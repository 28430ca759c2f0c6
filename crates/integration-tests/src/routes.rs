//! Axum handlers speaking the storefront envelope protocol.

use std::sync::Arc;

use axum::{
    Json, Router,
    extract::{Path, Request, State},
    http::{HeaderMap, StatusCode, header::AUTHORIZATION},
    middleware::{self, Next},
    response::{IntoResponse, Response},
    routing::{delete, get, post, put},
};
use parking_lot::Mutex;
use serde::{Deserialize, Serialize};
use serde_json::json;
use shopfront_cart::transport::Envelope;
use shopfront_core::{CartItemId, ProductId, UserId};

use crate::store::{RecordedRequest, Rejection, Store};

pub type Shared = Arc<Mutex<Store>>;

impl IntoResponse for Rejection {
    fn into_response(self) -> Response {
        (
            self.status,
            Json(Envelope::<()>::fail(self.message)),
        )
            .into_response()
    }
}

fn respond<T: Serialize>(result: Result<T, Rejection>) -> Response {
    match result {
        Ok(data) => Json(Envelope::ok(data)).into_response(),
        Err(rejection) => rejection.into_response(),
    }
}

fn bearer(headers: &HeaderMap) -> Option<&str> {
    headers
        .get(AUTHORIZATION)
        .and_then(|value| value.to_str().ok())
        .and_then(|value| value.strip_prefix("Bearer "))
}

fn authorize(store: &Store, headers: &HeaderMap) -> Result<UserId, Rejection> {
    bearer(headers)
        .and_then(|token| store.user_for_token(token))
        .ok_or_else(|| Rejection::new(StatusCode::UNAUTHORIZED, "Invalid or expired token"))
}

pub fn router(state: Shared) -> Router {
    Router::new()
        .route("/health", get(health))
        .route("/auth/login", post(login))
        .route("/products/{id}", get(product))
        .route("/cart", get(show_cart))
        .route("/cart/add", post(add))
        .route("/cart/items/{id}", put(update).delete(remove))
        .route("/cart/clear", delete(clear))
        .route("/cart/apply-coupon", post(apply_coupon))
        .route("/cart/remove-coupon", delete(remove_coupon))
        .route("/cart/validate", post(validate))
        .layer(middleware::from_fn_with_state(state.clone(), record))
        .with_state(state)
}

async fn record(State(state): State<Shared>, request: Request, next: Next) -> Response {
    let recorded = RecordedRequest {
        method: request.method().to_string(),
        path: request.uri().path().to_string(),
        request_id: request
            .headers()
            .get("x-request-id")
            .and_then(|value| value.to_str().ok())
            .map(str::to_string),
        bearer: bearer(request.headers()).is_some(),
    };
    state.lock().requests.push(recorded);
    next.run(request).await
}

// =============================================================================
// Health and auth
// =============================================================================

async fn health(State(state): State<Shared>) -> Response {
    if state.lock().healthy {
        respond(Ok(json!({ "status": "ok" })))
    } else {
        Rejection::new(StatusCode::SERVICE_UNAVAILABLE, "Maintenance").into_response()
    }
}

#[derive(Deserialize)]
struct LoginRequest {
    email: String,
    password: String,
}

async fn login(State(state): State<Shared>, Json(body): Json<LoginRequest>) -> Response {
    respond(state.lock().login(&body.email, &body.password))
}

async fn product(State(state): State<Shared>, Path(id): Path<i32>) -> Response {
    respond(state.lock().product(ProductId::new(id)))
}

// =============================================================================
// Cart
// =============================================================================

#[derive(Deserialize)]
#[serde(rename_all = "camelCase")]
struct AddRequest {
    product_id: ProductId,
    quantity: u32,
}

#[derive(Deserialize)]
struct UpdateRequest {
    quantity: u32,
}

#[derive(Deserialize)]
#[serde(rename_all = "camelCase")]
struct CouponRequest {
    coupon_code: String,
}

async fn show_cart(State(state): State<Shared>, headers: HeaderMap) -> Response {
    let store = state.lock();
    respond(authorize(&store, &headers).and_then(|user| store.cart(user)))
}

async fn add(
    State(state): State<Shared>,
    headers: HeaderMap,
    Json(body): Json<AddRequest>,
) -> Response {
    let mut store = state.lock();
    respond(
        authorize(&store, &headers).and_then(|user| store.add(user, body.product_id, body.quantity)),
    )
}

async fn update(
    State(state): State<Shared>,
    headers: HeaderMap,
    Path(id): Path<i32>,
    Json(body): Json<UpdateRequest>,
) -> Response {
    let mut store = state.lock();
    respond(
        authorize(&store, &headers)
            .and_then(|user| store.set_quantity(user, CartItemId::new(id), body.quantity)),
    )
}

async fn remove(State(state): State<Shared>, headers: HeaderMap, Path(id): Path<i32>) -> Response {
    let mut store = state.lock();
    respond(authorize(&store, &headers).and_then(|user| store.remove(user, CartItemId::new(id))))
}

async fn clear(State(state): State<Shared>, headers: HeaderMap) -> Response {
    let mut store = state.lock();
    match authorize(&store, &headers).and_then(|user| store.clear(user)) {
        Ok(()) => Json(Envelope::<()>::empty()).into_response(),
        Err(rejection) => rejection.into_response(),
    }
}

async fn apply_coupon(
    State(state): State<Shared>,
    headers: HeaderMap,
    Json(body): Json<CouponRequest>,
) -> Response {
    let mut store = state.lock();
    respond(authorize(&store, &headers).and_then(|user| store.apply_coupon(user, &body.coupon_code)))
}

async fn remove_coupon(State(state): State<Shared>, headers: HeaderMap) -> Response {
    let mut store = state.lock();
    respond(authorize(&store, &headers).and_then(|user| store.remove_coupon(user)))
}

async fn validate(State(state): State<Shared>, headers: HeaderMap) -> Response {
    let store = state.lock();
    respond(authorize(&store, &headers).and_then(|user| store.validate(user)))
}
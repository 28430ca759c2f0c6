//! The client-held copy of the server cart.
//!
//! The mirror is disposable: every successful operation replaces it with the
//! server's response. It only tracks enough bookkeeping to report a phase.

use parking_lot::RwLock;
use shopfront_core::Cart;

/// Lifecycle phase of a cart client.
#[derive(Debug, Clone, Copy, PartialEq, Eq)]
pub enum CartPhase {
    /// Nothing loaded yet.
    Uninitialized,
    /// Initial or refresh fetch in progress.
    Loading,
    /// Mirror holds at least one line.
    Ready,
    /// Mirror is empty or absent.
    Empty,
    /// At least one mutation is in flight.
    Mutating,
}

#[derive(Debug, Default)]
pub(crate) struct CartMirror {
    cart: Option<Cart>,
    initialized: bool,
    loading: bool,
    in_flight: usize,
}

impl CartMirror {
    pub(crate) fn phase(&self) -> CartPhase {
        if self.in_flight > 0 {
            CartPhase::Mutating
        } else if self.loading {
            CartPhase::Loading
        } else if !self.initialized {
            CartPhase::Uninitialized
        } else if self.cart.as_ref().is_some_and(|cart| !cart.is_empty()) {
            CartPhase::Ready
        } else {
            CartPhase::Empty
        }
    }

    pub(crate) const fn cart(&self) -> Option<&Cart> {
        self.cart.as_ref()
    }

    pub(crate) const fn begin_load(&mut self) {
        self.loading = true;
    }

    /// End a load without touching the mirror.
    pub(crate) const fn abort_load(&mut self) {
        self.loading = false;
    }

    /// Finish a load; `None` means the server has no cart for this user.
    pub(crate) fn finish_load(&mut self, cart: Option<Cart>) -> usize {
        self.loading = false;
        match cart {
            Some(cart) => self.replace(cart),
            None => {
                self.discard();
                0
            }
        }
    }

    /// Replace the mirror with a server response; returns dropped zero lines.
    pub(crate) fn replace(&mut self, mut cart: Cart) -> usize {
        let dropped = cart.retain_positive();
        self.cart = Some(cart);
        self.initialized = true;
        dropped
    }

    /// Empty the lines but keep the cart identity.
    pub(crate) fn clear(&mut self) {
        let id = self.cart.as_ref().and_then(|cart| cart.id);
        self.cart = Some(Cart {
            id,
            ..Cart::default()
        });
        self.initialized = true;
    }

    /// Forget the cart entirely; phase becomes `Empty`.
    pub(crate) fn discard(&mut self) {
        self.cart = None;
        self.initialized = true;
        self.loading = false;
    }

    /// Back to `Uninitialized`.
    pub(crate) fn reset(&mut self) {
        *self = Self::default();
    }
}

/// Marks a mutation in flight for as long as it lives.
///
/// Dropping the operation future drops the guard, so an abandoned request
/// never leaves the phase stuck at `Mutating`.
pub(crate) struct InFlight<'a> {
    mirror: &'a RwLock<CartMirror>,
}

impl<'a> InFlight<'a> {
    pub(crate) fn enter(mirror: &'a RwLock<CartMirror>) -> Self {
        mirror.write().in_flight += 1;
        Self { mirror }
    }
}

impl Drop for InFlight<'_> {
    fn drop(&mut self) {
        let mut mirror = self.mirror.write();
        mirror.in_flight = mirror.in_flight.saturating_sub(1);
    }
}

#[cfg(test)]
mod tests {
    use rust_decimal::Decimal;
    use shopfront_core::{CartId, CartItem, CartItemId, ProductId, ProductSnapshot};

    use super::*;

    fn cart_with(quantity: u32) -> Cart {
        Cart {
            id: Some(CartId::new(1)),
            items: vec![CartItem {
                id: CartItemId::new(1),
                product: ProductSnapshot {
                    id: ProductId::new(42),
                    name: "Mug".to_string(),
                    price: Decimal::TEN,
                    stock: None,
                    image: None,
                },
                quantity,
                price: Decimal::TEN,
            }],
            ..Cart::default()
        }
    }

    #[test]
    fn test_phase_progression() {
        let mut mirror = CartMirror::default();
        assert_eq!(mirror.phase(), CartPhase::Uninitialized);

        mirror.begin_load();
        assert_eq!(mirror.phase(), CartPhase::Loading);

        mirror.finish_load(None);
        assert_eq!(mirror.phase(), CartPhase::Empty);

        mirror.replace(cart_with(2));
        assert_eq!(mirror.phase(), CartPhase::Ready);

        mirror.clear();
        assert_eq!(mirror.phase(), CartPhase::Empty);
        assert_eq!(mirror.cart().and_then(|c| c.id), Some(CartId::new(1)));

        mirror.reset();
        assert_eq!(mirror.phase(), CartPhase::Uninitialized);
    }

    #[test]
    fn test_replace_drops_zero_quantity_lines() {
        let mut mirror = CartMirror::default();
        assert_eq!(mirror.replace(cart_with(0)), 1);
        assert_eq!(mirror.phase(), CartPhase::Empty);
    }

    #[test]
    fn test_in_flight_guard_restores_phase() {
        let lock = RwLock::new(CartMirror::default());
        lock.write().replace(cart_with(1));
        {
            let _first = InFlight::enter(&lock);
            let _second = InFlight::enter(&lock);
            assert_eq!(lock.read().phase(), CartPhase::Mutating);
        }
        assert_eq!(lock.read().phase(), CartPhase::Ready);
    }
}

::::

→ **INSTRUCTIONS TO FOLLOW**
Up to and including the line with "impl IntoResponse for", restate the records above word for word from the very first line.

→ **ANSWER FOR THIS EXERCISE**
repository 28430ca759c2f0c6
filename crates/integration-tests/src/routes.rs
//! Axum handlers speaking the storefront envelope protocol.

use std::sync::Arc;

use axum::{
    Json, Router,
    extract::{Path, Request, State},
    http::{HeaderMap, StatusCode, header::AUTHORIZATION},
    middleware::{self, Next},
    response::{IntoResponse, Response},
    routing::{delete, get, post, put},
};
use parking_lot::Mutex;
use serde::{Deserialize, Serialize};
use serde_json::json;
use shopfront_cart::transport::Envelope;
use shopfront_core::{CartItemId, ProductId, UserId};

use crate::store::{RecordedRequest, Rejection, Store};

pub type Shared = Arc<Mutex<Store>>;

impl IntoResponse for Rejection {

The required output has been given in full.